Souhaits d’anniversaire et éloges pour les atouts
Takaichi, s’exprimant par l’intermédiaire d’un interprète, a félicité Trump à deux reprises : à l’occasion du 20e anniversaire de son fils Barron et à l’approche du 250e anniversaire des États-Unis. Elle a spécifiquement salué la croissance de Barron pour en faire un “grand et beau gentleman”, puis a ajouté avec un sourire: “Comme je vous vois, Donald, il est très clair d’où il l’a obtenu. Bien sûr, de ses parents.” Trump aurait accepté en hochant la tête.
Cet échange met en évidence un modèle de déférence manifeste observé dans les interactions de certains dirigeants étrangers avec Trump, qui cultive depuis longtemps une image de force et de domination. Ce commentaire était probablement destiné à être un geste de bonne volonté, compte tenu de l’importance de maintenir des relations diplomatiques solides entre les deux pays.

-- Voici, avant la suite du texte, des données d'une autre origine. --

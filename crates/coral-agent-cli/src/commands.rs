pub mod coralize;
pub mod run;
pub mod version;
//! These models represent the objects passed around by the agent during a run step
//!
//! Two external formats overlap with them:
//! - openai messages/tools, sent from the agent to the LLM
//! - mcp tools and call results, exchanged with the coral server and tool servers
//!
//! Both are converted into these internal structs at the edge, so the executor
//! and the toolboxes never see wire formats.
pub mod content;
pub mod message;
pub mod role;
pub mod tool;
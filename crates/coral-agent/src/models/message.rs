use super::content::{Content, TextContent};
use super::role::Role;
use super::tool::ToolCall;
use crate::errors::AgentResult;
use chrono::Utc;

#[derive(Debug, Clone, PartialEq, serde::Serialize, serde::Deserialize)]
pub struct ToolRequest {
    pub id: String,
    pub tool_call: AgentResult<ToolCall>,
}

#[derive(Debug, Clone, PartialEq, serde::Serialize, serde::Deserialize)]
pub struct ToolResponse {
    pub id: String,
    pub tool_result: AgentResult<Vec<Content>>,
}

#[derive(Debug, Clone, PartialEq, serde::Serialize, serde::Deserialize)]
/// Content passed inside a message, which can be both simple content and tool content
pub enum MessageContent {
    Text(TextContent),
    ToolRequest(ToolRequest),
    ToolResponse(ToolResponse),
}

impl MessageContent {
    pub fn text<S: Into<String>>(text: S) -> Self {
        MessageContent::Text(TextContent { text: text.into() })
    }

    pub fn tool_request<S: Into<String>>(id: S, tool_call: AgentResult<ToolCall>) -> Self {
        MessageContent::ToolRequest(ToolRequest {
            id: id.into(),
            tool_call,
        })
    }

    pub fn tool_response<S: Into<String>>(id: S, tool_result: AgentResult<Vec<Content>>) -> Self {
        MessageContent::ToolResponse(ToolResponse {
            id: id.into(),
            tool_result,
        })
    }

    pub fn as_tool_request(&self) -> Option<&ToolRequest> {
        if let MessageContent::ToolRequest(ref tool_request) = self {
            Some(tool_request)
        } else {
            None
        }
    }

    pub fn as_tool_response(&self) -> Option<&ToolResponse> {
        if let MessageContent::ToolResponse(ref tool_response) = self {
            Some(tool_response)
        } else {
            None
        }
    }

    /// Get the text content if this is a TextContent variant
    pub fn as_text(&self) -> Option<&str> {
        match self {
            MessageContent::Text(text) => Some(&text.text),
            _ => None,
        }
    }
}

impl From<Content> for MessageContent {
    fn from(content: Content) -> Self {
        match content {
            Content::Text(text) => MessageContent::Text(text),
        }
    }
}

#[derive(Debug, Clone, PartialEq, serde::Serialize, serde::Deserialize)]
/// A message to or from an LLM
pub struct Message {
    pub role: Role,
    pub created: i64,
    pub content: Vec<MessageContent>,
}

impl Message {
    /// Create a new user message with the current timestamp
    pub fn user() -> Self {
        Message {
            role: Role::User,
            created: Utc::now().timestamp(),
            content: Vec::new(),
        }
    }

    /// Create a new assistant message with the current timestamp
    pub fn assistant() -> Self {
        Message {
            role: Role::Assistant,
            created: Utc::now().timestamp(),
            content: Vec::new(),
        }
    }

    /// Add any MessageContent to the message
    pub fn with_content(mut self, content: MessageContent) -> Self {
        self.content.push(content);
        self
    }

    /// Add text content to the message
    pub fn with_text<S: Into<String>>(self, text: S) -> Self {
        self.with_content(MessageContent::text(text))
    }

    /// Add a tool request to the message
    pub fn with_tool_request<S: Into<String>>(
        self,
        id: S,
        tool_call: AgentResult<ToolCall>,
    ) -> Self {
        self.with_content(MessageContent::tool_request(id, tool_call))
    }

    /// Add a tool response to the message
    pub fn with_tool_response<S: Into<String>>(
        self,
        id: S,
        result: AgentResult<Vec<Content>>,
    ) -> Self {
        self.with_content(MessageContent::tool_response(id, result))
    }

    /// All tool requests carried by this message, in order
    pub fn tool_requests(&self) -> Vec<&ToolRequest> {
        self.content
            .iter()
            .filter_map(MessageContent::as_tool_request)
            .collect()
    }

    /// The concatenated text parts of this message
    pub fn text(&self) -> String {
        self.content
            .iter()
            .filter_map(MessageContent::as_text)
            .collect::<Vec<_>>()
            .join("\n")
    }
}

La blague de Trump sur Pearl Harbor fait sourciller
Plus tôt dans la journée, Trump a fait une blague controversée faisant référence à l’attaque de Pearl Harbor, demandant pourquoi le Japon n’avait pas prévenu les États-Unis à l’avance. Cette remarque, prononcée lors d’une conférence de presse, a provoqué un silence gênant et a souligné le penchant de Trump pour les déclarations provocatrices. Bien qu’il s’agisse d’une pique, cela rappelle un événement profondément sensible de l’histoire américaine et met à rude épreuve le ton déjà inhabituel de la réunion.

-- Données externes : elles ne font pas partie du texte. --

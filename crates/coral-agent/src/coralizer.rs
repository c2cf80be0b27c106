//! Generates agent definitions that bring an existing MCP server into a Coral session.
//!
//! The generator connects to the server once to learn what it offers, then fills
//! the agent id, server URL and description into a template and writes the result
//! as `<name>_coral_agent.toml`. The generated file runs with the `coralized` profile.
//! The server is reached over the transport the template's `[tool_server]` names.
use std::path::{Path, PathBuf};
use std::time::Duration;
use thiserror::Error;
use tracing::info;

use crate::connection::{ConnectionConfig, ConnectionError, Connector, TransportKind};
use crate::models::tool::Tool;

pub const DEFAULT_TEMPLATE: &str = include_str!("templates/agent.toml");
pub const DEFAULT_OUTPUT_DIR: &str = "coralized_agents";

const AGENT_ID_PLACEHOLDER: &str = "agent_id = \"\"";
const SERVER_URL_PLACEHOLDER: &str = "server_url = ''";
const DESCRIPTION_PLACEHOLDER: &str = "agent_description = \"\"";

#[derive(Error, Debug)]
pub enum CoralizeError {
    #[error("Invalid agent name '{0}': use letters, digits, '_' or '-'")]
    InvalidName(String),

    #[error("Unable to connect with the MCP server: {0}")]
    Connection(#[from] ConnectionError),

    #[error("Template is missing the placeholder `{0}`")]
    MissingPlaceholder(&'static str),

    #[error("Invalid template: {0}")]
    InvalidTemplate(String),

    #[error("Failed to access {path}: {source}")]
    Io {
        path: PathBuf,
        #[source]
        source: std::io::Error,
    },
}

pub struct Coralizer<C: Connector> {
    connector: C,
    template: String,
    output_dir: PathBuf,
    timeout: Duration,
    read_timeout: Duration,
}

impl<C: Connector> Coralizer<C> {
    pub fn new(connector: C) -> Self {
        Self {
            connector,
            template: DEFAULT_TEMPLATE.to_string(),
            output_dir: PathBuf::from(DEFAULT_OUTPUT_DIR),
            timeout: Duration::from_secs(30),
            read_timeout: Duration::from_secs(60),
        }
    }

    pub fn with_template(mut self, template: impl Into<String>) -> Self {
        self.template = template.into();
        self
    }

    pub fn with_template_file(self, path: &Path) -> Result<Self, CoralizeError> {
        let template = std::fs::read_to_string(path).map_err(|source| CoralizeError::Io {
            path: path.to_path_buf(),
            source,
        })?;
        Ok(self.with_template(template))
    }

    pub fn with_output_dir(mut self, dir: impl Into<PathBuf>) -> Self {
        self.output_dir = dir.into();
        self
    }

    pub fn with_timeout(mut self, timeout: Duration) -> Self {
        self.timeout = timeout;
        self
    }

    /// Connect to the server, describe it, and write the agent file.
    ///
    /// Returns the path of the written file.
    pub async fn generate(&self, agent_name: &str, server_url: &str) -> Result<PathBuf, CoralizeError> {
        validate_name(agent_name)?;

        let config = ConnectionConfig {
            transport: tool_server_transport(&self.template)?,
            base_url: server_url.to_string(),
            params: None,
            timeout: self.timeout,
            read_timeout: self.read_timeout,
        };
        let toolbox = self.connector.connect(&config).await?;
        info!(server = %server_url, tools = toolbox.tools().len(), "Connected to MCP server");

        let description = describe(agent_name, toolbox.tools());
        let contents = render(&self.template, agent_name, server_url, &description)?;

        std::fs::create_dir_all(&self.output_dir).map_err(|source| CoralizeError::Io {
            path: self.output_dir.clone(),
            source,
        })?;
        let path = self.output_dir.join(file_name(agent_name));
        std::fs::write(&path, contents).map_err(|source| CoralizeError::Io {
            path: path.clone(),
            source,
        })?;

        info!("File '{}' created successfully.", path.display());
        Ok(path)
    }
}

/// `<name>_coral_agent.toml`, lowercased
pub fn file_name(agent_name: &str) -> String {
    format!("{}_coral_agent.toml", agent_name.to_lowercase())
}

pub fn describe(agent_name: &str, tools: &[Tool]) -> String {
    if tools.is_empty() {
        return format!("{} agent exposing no tools", agent_name);
    }
    let names = tools.iter().map(|t| t.name.as_str()).collect::<Vec<_>>();
    format!("{} agent exposing tools: {}", agent_name, names.join(", "))
}

/// Substitute the three placeholders. Every placeholder must be present.
pub fn render(
    template: &str,
    agent_id: &str,
    server_url: &str,
    description: &str,
) -> Result<String, CoralizeError> {
    let substitutions = [
        (AGENT_ID_PLACEHOLDER, "agent_id", agent_id),
        (SERVER_URL_PLACEHOLDER, "server_url", server_url),
        (DESCRIPTION_PLACEHOLDER, "agent_description", description),
    ];

    let mut rendered = template.to_string();
    for (placeholder, key, value) in substitutions {
        if !rendered.contains(placeholder) {
            return Err(CoralizeError::MissingPlaceholder(placeholder));
        }
        let replacement = format!("{} = {}", key, toml_string(value));
        rendered = rendered.replacen(placeholder, &replacement, 1);
    }
    Ok(rendered)
}

fn toml_string(value: &str) -> String {
    toml::Value::String(value.to_string()).to_string()
}

/// The transport named by the template's `[tool_server]` table, sse when absent
pub fn tool_server_transport(template: &str) -> Result<TransportKind, CoralizeError> {
    let table: toml::Table =
        toml::from_str(template).map_err(|e| CoralizeError::InvalidTemplate(e.to_string()))?;
    match table.get("tool_server").and_then(|server| server.get("transport")) {
        None => Ok(TransportKind::default()),
        Some(toml::Value::String(name)) => name.parse().map_err(|_| {
            CoralizeError::InvalidTemplate(format!("unknown tool_server.transport '{}'", name))
        }),
        Some(other) => Err(CoralizeError::InvalidTemplate(format!(
            "tool_server.transport must be a string, got {}",
            other
        ))),
    }
}

fn validate_name(agent_name: &str) -> Result<(), CoralizeError> {
    let valid = !agent_name.is_empty()
        && agent_name
            .chars()
            .all(|c| c.is_ascii_alphanumeric() || c == '_' || c == '-');
    if valid {
        Ok(())
    } else {
        Err(CoralizeError::InvalidName(agent_name.to_string()))
    }
}
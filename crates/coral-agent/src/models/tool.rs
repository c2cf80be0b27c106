use serde::{Deserialize, Serialize};
use serde_json::Value;

/// A tool that can be used by a model.
#[derive(Debug, Clone, Serialize, Deserialize, PartialEq)]
pub struct Tool {
    /// The name of the tool
    pub name: String,
    /// A description of what the tool does
    pub description: String,
    /// A JSON Schema object describing the arguments the tool accepts
    pub input_schema: Value,
}

impl Tool {
    /// Create a new tool with the given name and description
    pub fn new<N, D>(name: N, description: D, input_schema: Value) -> Self
    where
        N: Into<String>,
        D: Into<String>,
    {
        Tool {
            name: name.into(),
            description: description.into(),
            input_schema,
        }
    }
}

/// A tool call request that a toolbox can execute
#[derive(Debug, Clone, Serialize, Deserialize, PartialEq)]
pub struct ToolCall {
    /// The name of the tool to execute
    pub name: String,
    /// The arguments for the execution
    pub arguments: Value,
}

impl ToolCall {
    pub fn new<S: Into<String>>(name: S, arguments: Value) -> Self {
        Self {
            name: name.into(),
            arguments,
        }
    }
}
use serde::{Deserialize, Serialize};

#[derive(Debug, Clone, PartialEq, Serialize, Deserialize)]
#[serde(rename_all = "camelCase")]
pub struct TextContent {
    pub text: String,
}

#[derive(Debug, Clone, PartialEq, Serialize, Deserialize)]
#[serde(tag = "type", rename_all = "camelCase")]
/// Content produced by a tool and passed back to the LLM
pub enum Content {
    Text(TextContent),
}

impl Content {
    pub fn text<S: Into<String>>(text: S) -> Self {
        Content::Text(TextContent { text: text.into() })
    }

    /// Get the text content if this is a TextContent variant
    pub fn as_text(&self) -> Option<&str> {
        match self {
            Content::Text(text) => Some(&text.text),
        }
    }
}

/// Join the text of several contents, one per line.
pub fn joined_text(contents: &[Content]) -> String {
    contents
        .iter()
        .filter_map(Content::as_text)
        .collect::<Vec<_>>()
        .join("\n")
}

Le Japon hésite à apporter un soutien militaire dans le détroit d’Ormuz
Bien que Takaichi ait précédemment qualifié Trump de seul capable de parvenir à la paix mondiale, le Japon ne s’est pas encore engagé à envoyer des navires de guerre dans le détroit d’Ormuz, comme Trump l’a demandé. La voie navigable reste un point de tension, l’Iran menaçant d’attaquer les navires commerciaux. Cette hésitation suggère que même si le Japon cherche à maintenir une alliance forte avec les États-Unis, il reste prudent quant à une implication militaire accrue dans les conflits régionaux.
Le dîner a souligné la relation complexe entre les États-Unis et le Japon, où cohabitent subtilités diplomatiques et humour maladroit. Malgré les éloges et les flatteries, des tensions sous-jacentes demeurent concernant les engagements militaires et les sensibilités historiques.